Jyotirmoyee Nag, J.@mdashThis Rule is directed against an order dated 19th January, 1979 passed by the learned Metropolitan Magistrate, 4th
Court, Calcutta, rejecting the prayer of the accused petitioners for their discharge u/s 245 (2) of the Code of Criminal Procedure in case No. 1160
of 1974 underr section 16(1) (a) (i) read with section 7 of the Prevention of Food adulteration Act, 1954'' and also against an order dated
19.12.78 rejecting the prayer of the accused for sending the sample to the Central Food Laboratory u/s 13(2) Food Adulteration Act, 1954. On
the 30th May, 1974 the Food Inspector of the Corporation of Calcutta, opposite party No. 2, filed a complaint against the petitioners and two
others before the learned Metropolitan Magistrate, 4th Court, Calcutta, u/s 16 (1) (a) (i) read with section 7 of the Prevention of Food
Adulteration Act, 1954. The learned Magistrate took cognizance of the alleged offence and issued process against the petitioners and -others fixing
13.8.74 for their appearance. On 13.1.75 the accused appeared before the learned Magistrate and on 17.3.75 the case was adjourned to 22.4.76
for hearing on the point whether the accused should be committed to the court of session or to the learned Magistrate should try the case himself.

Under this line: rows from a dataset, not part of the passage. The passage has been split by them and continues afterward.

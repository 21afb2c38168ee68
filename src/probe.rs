//! Stream probing without a decoder.
//!
//! [`MediaProbe`] opens a container, reads the selected video stream's
//! metadata, and closes the container again. No decoder, device or filter
//! graph is created, so probing is cheap enough to run over a whole
//! directory before deciding what to extract.

use std::path::Path;

use crate::error::PipelineError;
use crate::metadata::StreamInfo;
use crate::source::MediaSource;

/// Lightweight stream probe.
///
/// # Example
///
/// ```no_run
/// use framepump::MediaProbe;
///
/// let info = MediaProbe::probe("input.mp4")?;
/// println!("{}x{}, ~{} frames", info.width, info.height, info.estimated_frame_total);
/// # Ok::<(), framepump::PipelineError>(())
/// ```
pub struct MediaProbe;

impl MediaProbe {
    /// Probe one container.
    ///
    /// # Errors
    ///
    /// Returns [`PipelineError::Open`] if the container cannot be opened or
    /// has no video stream.
    pub fn probe<P: AsRef<Path>>(path: P) -> Result<StreamInfo, PipelineError> {
        let source = MediaSource::open(path)?;
        Ok(source.info().clone())
    }

    /// Probe several containers. A container that cannot be probed yields
    /// an `Err` entry instead of aborting the batch.
    pub fn probe_many<P: AsRef<Path>>(paths: &[P]) -> Vec<Result<StreamInfo, PipelineError>> {
        paths.iter().map(Self::probe).collect()
    }
}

Then the case was adjourned till 30.6.76 and on 2.2.77 a petition was filed by the accused challenging the maintainability of the case and that
matter was fixed for hearing on 9.6.77. Before that on 7.4.77 a petition was filed by the accused u/s 13(2) of the Prevention of Food Adulteration
Act. That petition was heard by the learned Magistrate and on 30.4.77 the learned Magistrate rejected that petition on the ground that the case is
triable by the court of sessions and so he could not pass any order. Against that order the petitioners came up to the High Court and the High
Court decided that the case was triable by the learned Magistrate and not by the court of session and the case came back to the learned
Magistrate on 14.7.78. On 17.8.78 the accused entered appearance on receiving notice from the learned Magis-trate''s court and on 23.11.78 the
accused filed another application u/s 13(2) of the Prevention of Food Adulteration Act on the ground that the sample be sent to the Central Food
Laboratory for examination, but that application was rejected as according to the learned Magistrate the sample was taken as long back as
26.3.74 and it was rather too late to have the sample examined by the Central Food Laboratory. Then on the ground that by not permitting (he
petitioner to have the sample examined by the Central Food Laboratory, the petitioners prayed that he be discharged u/s 245(2) of the Code of
Criminal Procedure, in as much as, they had been prejudiced in their defence as a valuable right has been denied to them by not sending the sample
to the Central Food Laboratory for further examination and report. That application was rejected by the learned Magistrate on 19.1.79. It is
against that order that the petitioners have came up before this Court as also the previous order dated 13.12.78 rejecting the prayer for sending the
sample to the Central Food Laboratory for examination u/s 13(2) of the Prevention of Food Adulteration Act, 1954.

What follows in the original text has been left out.